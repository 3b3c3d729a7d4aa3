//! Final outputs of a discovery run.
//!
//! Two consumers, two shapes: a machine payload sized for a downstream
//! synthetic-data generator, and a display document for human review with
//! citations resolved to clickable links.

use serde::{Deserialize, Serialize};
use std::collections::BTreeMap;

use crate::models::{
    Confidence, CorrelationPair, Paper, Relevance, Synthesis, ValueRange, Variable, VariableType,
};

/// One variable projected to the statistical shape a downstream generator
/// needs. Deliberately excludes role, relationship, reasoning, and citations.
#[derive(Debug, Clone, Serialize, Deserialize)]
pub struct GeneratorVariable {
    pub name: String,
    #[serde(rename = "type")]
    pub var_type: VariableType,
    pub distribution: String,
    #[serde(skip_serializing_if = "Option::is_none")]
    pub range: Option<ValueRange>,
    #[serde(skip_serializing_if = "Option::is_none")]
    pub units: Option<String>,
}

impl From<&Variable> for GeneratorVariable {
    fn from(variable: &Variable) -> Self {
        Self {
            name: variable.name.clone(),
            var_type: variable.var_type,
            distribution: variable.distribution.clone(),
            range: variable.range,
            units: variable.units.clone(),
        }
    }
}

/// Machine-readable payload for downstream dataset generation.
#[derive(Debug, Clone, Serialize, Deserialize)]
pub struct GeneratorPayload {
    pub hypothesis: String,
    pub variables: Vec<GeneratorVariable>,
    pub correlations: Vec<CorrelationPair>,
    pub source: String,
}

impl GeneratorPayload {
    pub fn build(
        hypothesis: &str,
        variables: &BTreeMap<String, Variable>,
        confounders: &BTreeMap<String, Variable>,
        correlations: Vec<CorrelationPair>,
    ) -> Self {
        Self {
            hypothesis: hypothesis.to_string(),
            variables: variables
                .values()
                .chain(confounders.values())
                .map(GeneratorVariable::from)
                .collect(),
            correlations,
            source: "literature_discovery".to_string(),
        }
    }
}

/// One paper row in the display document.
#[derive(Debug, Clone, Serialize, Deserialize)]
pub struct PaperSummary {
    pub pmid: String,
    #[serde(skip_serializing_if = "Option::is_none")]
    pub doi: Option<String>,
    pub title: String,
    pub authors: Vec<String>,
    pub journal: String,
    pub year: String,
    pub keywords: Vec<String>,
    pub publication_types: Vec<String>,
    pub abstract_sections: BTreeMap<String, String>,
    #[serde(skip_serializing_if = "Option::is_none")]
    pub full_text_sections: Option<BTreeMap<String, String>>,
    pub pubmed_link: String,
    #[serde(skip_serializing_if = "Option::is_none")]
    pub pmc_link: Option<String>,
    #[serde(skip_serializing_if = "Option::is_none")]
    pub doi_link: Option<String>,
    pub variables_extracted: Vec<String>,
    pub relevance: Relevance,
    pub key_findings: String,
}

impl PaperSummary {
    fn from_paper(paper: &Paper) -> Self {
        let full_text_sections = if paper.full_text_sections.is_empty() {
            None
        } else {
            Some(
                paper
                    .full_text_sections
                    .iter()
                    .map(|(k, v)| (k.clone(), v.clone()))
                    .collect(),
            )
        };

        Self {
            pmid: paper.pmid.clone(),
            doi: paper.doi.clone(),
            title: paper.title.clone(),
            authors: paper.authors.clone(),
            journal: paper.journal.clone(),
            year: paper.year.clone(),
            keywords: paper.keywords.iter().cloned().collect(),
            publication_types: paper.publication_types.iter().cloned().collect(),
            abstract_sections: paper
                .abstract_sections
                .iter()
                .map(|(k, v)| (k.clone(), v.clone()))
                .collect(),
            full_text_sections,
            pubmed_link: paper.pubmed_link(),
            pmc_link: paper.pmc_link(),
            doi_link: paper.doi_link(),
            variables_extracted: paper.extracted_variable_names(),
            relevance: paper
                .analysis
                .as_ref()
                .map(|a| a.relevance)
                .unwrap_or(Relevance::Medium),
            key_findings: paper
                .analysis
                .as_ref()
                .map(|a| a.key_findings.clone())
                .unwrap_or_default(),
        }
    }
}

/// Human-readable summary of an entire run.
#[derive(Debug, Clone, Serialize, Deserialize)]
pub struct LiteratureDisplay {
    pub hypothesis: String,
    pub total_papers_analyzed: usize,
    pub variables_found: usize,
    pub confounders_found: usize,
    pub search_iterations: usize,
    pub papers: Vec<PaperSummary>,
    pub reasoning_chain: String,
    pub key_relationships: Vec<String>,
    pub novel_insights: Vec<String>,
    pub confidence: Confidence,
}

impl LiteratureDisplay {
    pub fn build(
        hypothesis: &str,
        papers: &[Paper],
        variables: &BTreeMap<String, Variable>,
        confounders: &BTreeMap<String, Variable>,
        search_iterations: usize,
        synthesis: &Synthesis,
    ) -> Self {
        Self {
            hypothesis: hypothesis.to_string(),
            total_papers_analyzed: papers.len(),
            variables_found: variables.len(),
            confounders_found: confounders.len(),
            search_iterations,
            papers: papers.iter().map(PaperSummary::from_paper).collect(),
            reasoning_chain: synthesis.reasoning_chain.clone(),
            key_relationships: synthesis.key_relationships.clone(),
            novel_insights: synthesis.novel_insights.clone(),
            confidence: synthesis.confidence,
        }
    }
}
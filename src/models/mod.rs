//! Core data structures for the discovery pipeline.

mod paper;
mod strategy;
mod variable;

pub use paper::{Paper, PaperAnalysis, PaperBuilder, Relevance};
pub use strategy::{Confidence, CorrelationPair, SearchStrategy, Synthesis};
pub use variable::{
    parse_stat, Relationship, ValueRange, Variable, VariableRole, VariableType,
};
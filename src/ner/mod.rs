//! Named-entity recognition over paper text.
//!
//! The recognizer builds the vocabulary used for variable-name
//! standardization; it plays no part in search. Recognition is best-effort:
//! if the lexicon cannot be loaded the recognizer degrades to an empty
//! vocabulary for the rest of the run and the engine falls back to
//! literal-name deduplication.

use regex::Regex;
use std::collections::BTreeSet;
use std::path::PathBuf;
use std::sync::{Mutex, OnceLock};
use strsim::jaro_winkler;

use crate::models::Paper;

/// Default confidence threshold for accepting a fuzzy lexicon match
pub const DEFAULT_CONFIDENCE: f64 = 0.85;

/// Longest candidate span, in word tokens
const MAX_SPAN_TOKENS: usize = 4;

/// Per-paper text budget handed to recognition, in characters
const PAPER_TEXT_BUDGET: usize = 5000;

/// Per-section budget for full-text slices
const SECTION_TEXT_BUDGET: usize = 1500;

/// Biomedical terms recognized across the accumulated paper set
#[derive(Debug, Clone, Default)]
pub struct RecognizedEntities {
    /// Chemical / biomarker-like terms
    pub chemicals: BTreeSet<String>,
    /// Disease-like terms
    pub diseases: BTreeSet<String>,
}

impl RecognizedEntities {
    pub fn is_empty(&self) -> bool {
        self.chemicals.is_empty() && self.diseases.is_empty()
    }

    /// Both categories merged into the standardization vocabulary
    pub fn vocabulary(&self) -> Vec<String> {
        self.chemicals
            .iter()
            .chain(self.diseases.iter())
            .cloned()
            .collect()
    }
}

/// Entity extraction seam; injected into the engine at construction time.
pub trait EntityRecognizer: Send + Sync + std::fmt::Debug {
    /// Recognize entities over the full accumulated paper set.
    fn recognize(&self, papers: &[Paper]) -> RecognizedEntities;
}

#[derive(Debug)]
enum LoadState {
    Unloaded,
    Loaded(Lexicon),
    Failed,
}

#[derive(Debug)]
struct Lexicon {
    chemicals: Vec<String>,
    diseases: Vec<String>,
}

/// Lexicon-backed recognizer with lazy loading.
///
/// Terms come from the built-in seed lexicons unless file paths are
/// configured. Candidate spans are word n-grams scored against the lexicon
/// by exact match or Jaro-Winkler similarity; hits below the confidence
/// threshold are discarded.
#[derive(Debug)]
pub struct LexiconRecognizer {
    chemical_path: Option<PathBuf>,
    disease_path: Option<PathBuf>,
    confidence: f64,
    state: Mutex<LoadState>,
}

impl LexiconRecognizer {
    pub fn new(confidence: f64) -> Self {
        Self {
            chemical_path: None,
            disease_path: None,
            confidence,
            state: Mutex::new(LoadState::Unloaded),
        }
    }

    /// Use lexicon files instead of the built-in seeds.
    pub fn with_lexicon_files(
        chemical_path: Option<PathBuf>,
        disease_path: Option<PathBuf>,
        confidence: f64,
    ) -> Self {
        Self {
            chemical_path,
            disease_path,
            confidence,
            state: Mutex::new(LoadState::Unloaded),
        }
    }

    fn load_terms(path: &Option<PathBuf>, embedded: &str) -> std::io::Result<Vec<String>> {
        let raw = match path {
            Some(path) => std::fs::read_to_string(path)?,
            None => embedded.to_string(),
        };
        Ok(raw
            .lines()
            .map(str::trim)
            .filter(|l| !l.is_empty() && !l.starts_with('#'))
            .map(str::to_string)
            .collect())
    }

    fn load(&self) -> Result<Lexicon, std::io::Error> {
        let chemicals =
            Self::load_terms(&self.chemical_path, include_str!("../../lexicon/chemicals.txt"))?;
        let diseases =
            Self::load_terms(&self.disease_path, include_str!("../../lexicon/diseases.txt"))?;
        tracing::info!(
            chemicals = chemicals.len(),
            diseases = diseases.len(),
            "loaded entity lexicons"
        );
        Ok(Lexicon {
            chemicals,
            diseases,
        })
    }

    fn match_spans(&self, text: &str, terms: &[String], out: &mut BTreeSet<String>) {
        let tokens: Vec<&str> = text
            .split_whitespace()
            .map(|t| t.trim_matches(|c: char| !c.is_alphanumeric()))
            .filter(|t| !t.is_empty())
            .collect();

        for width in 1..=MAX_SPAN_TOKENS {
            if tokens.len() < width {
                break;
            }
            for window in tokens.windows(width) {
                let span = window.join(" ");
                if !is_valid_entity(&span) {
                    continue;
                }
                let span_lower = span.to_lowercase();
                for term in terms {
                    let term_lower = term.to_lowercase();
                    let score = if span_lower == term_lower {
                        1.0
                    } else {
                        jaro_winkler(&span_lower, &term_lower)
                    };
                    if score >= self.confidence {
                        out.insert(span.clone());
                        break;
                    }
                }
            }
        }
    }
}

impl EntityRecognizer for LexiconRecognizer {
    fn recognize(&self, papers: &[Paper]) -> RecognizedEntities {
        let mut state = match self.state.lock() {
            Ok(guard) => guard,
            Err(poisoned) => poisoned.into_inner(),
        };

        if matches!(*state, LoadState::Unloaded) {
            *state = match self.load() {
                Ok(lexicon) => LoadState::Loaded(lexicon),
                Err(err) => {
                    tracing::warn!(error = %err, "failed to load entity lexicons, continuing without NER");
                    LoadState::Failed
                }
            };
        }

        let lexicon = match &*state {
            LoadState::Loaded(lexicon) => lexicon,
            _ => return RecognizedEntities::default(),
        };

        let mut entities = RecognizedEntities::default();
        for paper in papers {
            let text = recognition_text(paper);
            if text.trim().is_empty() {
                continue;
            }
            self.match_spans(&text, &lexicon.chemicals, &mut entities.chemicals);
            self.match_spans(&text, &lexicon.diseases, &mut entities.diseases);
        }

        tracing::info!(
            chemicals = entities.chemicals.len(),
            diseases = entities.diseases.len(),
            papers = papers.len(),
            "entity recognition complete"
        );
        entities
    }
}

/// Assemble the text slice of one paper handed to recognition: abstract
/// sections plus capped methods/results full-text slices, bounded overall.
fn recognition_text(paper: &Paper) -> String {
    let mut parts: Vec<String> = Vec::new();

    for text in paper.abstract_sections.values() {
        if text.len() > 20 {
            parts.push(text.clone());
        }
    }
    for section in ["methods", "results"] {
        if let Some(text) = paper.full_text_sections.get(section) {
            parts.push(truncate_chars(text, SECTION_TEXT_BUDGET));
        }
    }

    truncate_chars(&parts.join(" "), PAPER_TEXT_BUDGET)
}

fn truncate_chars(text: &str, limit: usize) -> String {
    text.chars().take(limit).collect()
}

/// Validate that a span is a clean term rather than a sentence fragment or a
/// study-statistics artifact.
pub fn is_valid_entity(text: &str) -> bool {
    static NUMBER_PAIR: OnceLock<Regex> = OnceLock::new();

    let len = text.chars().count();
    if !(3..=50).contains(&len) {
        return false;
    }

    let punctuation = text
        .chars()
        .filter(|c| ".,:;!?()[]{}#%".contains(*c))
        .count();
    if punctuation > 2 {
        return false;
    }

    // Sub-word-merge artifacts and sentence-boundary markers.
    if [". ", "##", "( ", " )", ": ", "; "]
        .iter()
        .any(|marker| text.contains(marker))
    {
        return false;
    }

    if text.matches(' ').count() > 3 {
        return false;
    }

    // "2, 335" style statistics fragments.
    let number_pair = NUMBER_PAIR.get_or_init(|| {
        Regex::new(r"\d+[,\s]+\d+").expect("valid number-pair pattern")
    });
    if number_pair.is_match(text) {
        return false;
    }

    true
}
----
| DESCRIPTION OF THE TASK |
For every line of the records above that holds the word "join", count one, and state the total only.

| EXERCISE SOLUTION |
2